There is a cinematic quality throughout. It is no coincidence that Sundfør leant her voice to the lead track for the Tom Cruise-starring sci-fi flick Oblivion. It might be a slight jump – but no insult – to say that Sundfør has written a few tracks which could easily be James Bond themes, too. ‘Delirious’ is a great example of this, complete with gun-style percussion which pierces the foreground constantly and dramatically. Once more, her voice is the focus. It is a bona-fide pop song, yes, but it sways and morphs shape during the way to another orchestral conclusion.
‘Memorial’ is another; a ten-minute long journey through vocal and compositional talents. First the melody draws you in, before differing orchestral movements and moods take over, as pianos and strings take prominence in a lull. The return of Sundfør’s now-languorous voice is a surprise which brings the epic to a sullen conclusion. Other tracks like ‘Fade Away’ and ‘Kamikaze’ are probably two of the biggest and best pop songs she has written.

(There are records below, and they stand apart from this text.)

//! The mutable constraint system a graph is lowered into. Variables are
//! allocated in the layout `w = [1, public..., private...]`: the public
//! slots are fixed up front and private variables are appended as gates
//! are inserted. Every allocated variable gets a witness hint describing
//! how the witness generator computes it.
use crate::circuit::{Circuit, CircuitInterface, Constraint};
use crate::errors::Result;
use crate::lc::{LinearCombination, VarIndex, ONE};
use crate::witness::{Hint, WitnessPlan};
use zkinfer_algebra::prelude::*;

/// R1CS under construction.
#[derive(Debug)]
pub struct ConstraintSystem<F: Scalar> {
    num_public: usize,
    num_vars: usize,
    constraints: Vec<Constraint<F>>,
    hints: Vec<Hint<F>>,
}

impl<F: Scalar> ConstraintSystem<F> {
    /// Create a system with `num_public` public slots after the constant one.
    pub fn new(num_public: usize) -> Self {
        Self {
            num_public,
            num_vars: 1 + num_public,
            constraints: vec![],
            hints: vec![],
        }
    }

    /// Return the variable of the `slot`-th public value.
    pub fn public_variable(&self, slot: usize) -> VarIndex {
        debug_assert!(slot < self.num_public);
        1 + slot
    }

    /// Allocate a fresh private variable.
    pub fn new_variable(&mut self) -> VarIndex {
        self.num_vars += 1;
        self.num_vars - 1
    }

    /// Return the number of variables, including the constant one.
    pub fn num_vars(&self) -> usize {
        self.num_vars
    }

    /// Return the number of constraints so far.
    pub fn num_constraints(&self) -> usize {
        self.constraints.len()
    }

    /// Add the constraint `a * b = c`.
    pub fn enforce(
        &mut self,
        a: LinearCombination<F>,
        b: LinearCombination<F>,
        c: LinearCombination<F>,
    ) {
        self.constraints.push(Constraint { a, b, c });
    }

    /// Record how the witness generator computes a variable.
    pub fn push_hint(&mut self, hint: Hint<F>) {
        self.hints.push(hint);
    }

    /// Insert the gate `a * b = out` for a fresh `out` and return `out`.
    pub fn insert_mul_gate(
        &mut self,
        a: LinearCombination<F>,
        b: LinearCombination<F>,
    ) -> VarIndex {
        let out = self.new_variable();
        self.push_hint(Hint::Product {
            var: out,
            a: a.clone(),
            b: b.clone(),
            scale: F::one(),
            plus: LinearCombination::zero(),
        });
        self.enforce(a, b, LinearCombination::variable(out));
        out
    }

    /// Materialise a linear combination: insert `lc * 1 = out` for a fresh
    /// `out` and return `out`.
    pub fn insert_linear_gate(&mut self, lc: LinearCombination<F>) -> VarIndex {
        let out = self.new_variable();
        self.push_hint(Hint::Lc {
            var: out,
            lc: lc.clone(),
        });
        self.enforce(
            lc,
            LinearCombination::variable(ONE),
            LinearCombination::variable(out),
        );
        out
    }

    /// Add the Boolean constraint `b * (b - 1) = 0`.
    pub fn insert_boolean_gate(&mut self, var: VarIndex) {
        let b = LinearCombination::variable(var);
        let b_minus_one = b.add_term(ONE, F::one().neg());
        self.enforce(b, b_minus_one, LinearCombination::zero());
    }

    /// Seal the system into a circuit and the plan that fills its witness.
    pub fn finish(self, interface: CircuitInterface) -> Result<(Circuit<F>, WitnessPlan<F>)> {
        let num_private = self.num_vars - 1 - self.num_public;
        let circuit = Circuit::new(self.num_public, num_private, self.constraints, interface)?;
        let plan = WitnessPlan::new(self.hints, self.num_vars);
        Ok((circuit, plan))
    }
}

#[cfg(test)]
mod test {
    use super::*;
    use zkinfer_algebra::bn254::BN254Scalar;

    type F = BN254Scalar;

    #[test]
    fn variables_follow_the_public_prefix() {
        let mut cs = ConstraintSystem::<F>::new(2);
        assert_eq!(cs.public_variable(0), 1);
        assert_eq!(cs.public_variable(1), 2);
        assert_eq!(cs.new_variable(), 3);
        assert_eq!(cs.new_variable(), 4);
        assert_eq!(cs.num_vars(), 5);
    }

    #[test]
    fn boolean_gate_accepts_only_bits() {
        let mut cs = ConstraintSystem::<F>::new(0);
        let b = cs.new_variable();
        cs.insert_boolean_gate(b);
        let c = &cs.constraints[0];
        for (v, ok) in [(0i64, true), (1, true), (2, false), (-1, false)] {
            let w = vec![F::one(), F::from_i64(v)];
            assert_eq!(c.is_satisfied(&w).unwrap(), ok);
        }
    }

    #[test]
    fn finish_counts_private_variables() {
        let mut cs = ConstraintSystem::<F>::new(1);
        let x = cs.new_variable();
        let y = cs.insert_mul_gate(LinearCombination::variable(x), LinearCombination::variable(x));
        let out = cs.public_variable(0);
        cs.enforce(
            LinearCombination::variable(y),
            LinearCombination::variable(ONE),
            LinearCombination::variable(out),
        );
        let interface = CircuitInterface {
            public: vec!["y".to_string()],
            ..Default::default()
        };
        let (circuit, plan) = cs.finish(interface).unwrap();
        assert_eq!(circuit.num_public(), 1);
        assert_eq!(circuit.num_private(), 2);
        assert_eq!(circuit.num_constraints(), 2);
        assert_eq!(plan.num_vars(), 4);
    }
}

With each new album, Sundfør upgrades her sound and slightly modifies her modus operandi. And each time it becomes bigger, the moves braver and the end product more wonderful. Yet, it is still pop music. The centre of her musical universe is her voice. It is powerful enough on its own without any multi-tracking, but there is an awful lot of that, too. Around it are formed items of increasing and varying complexity, ebbing and flowing. But the core remains. It is a worthless task to try and work out exactly what Sundfør practices, beyond an extreme form of uncompromising pop. But, for now, we can be grateful for the fact that she simply exists.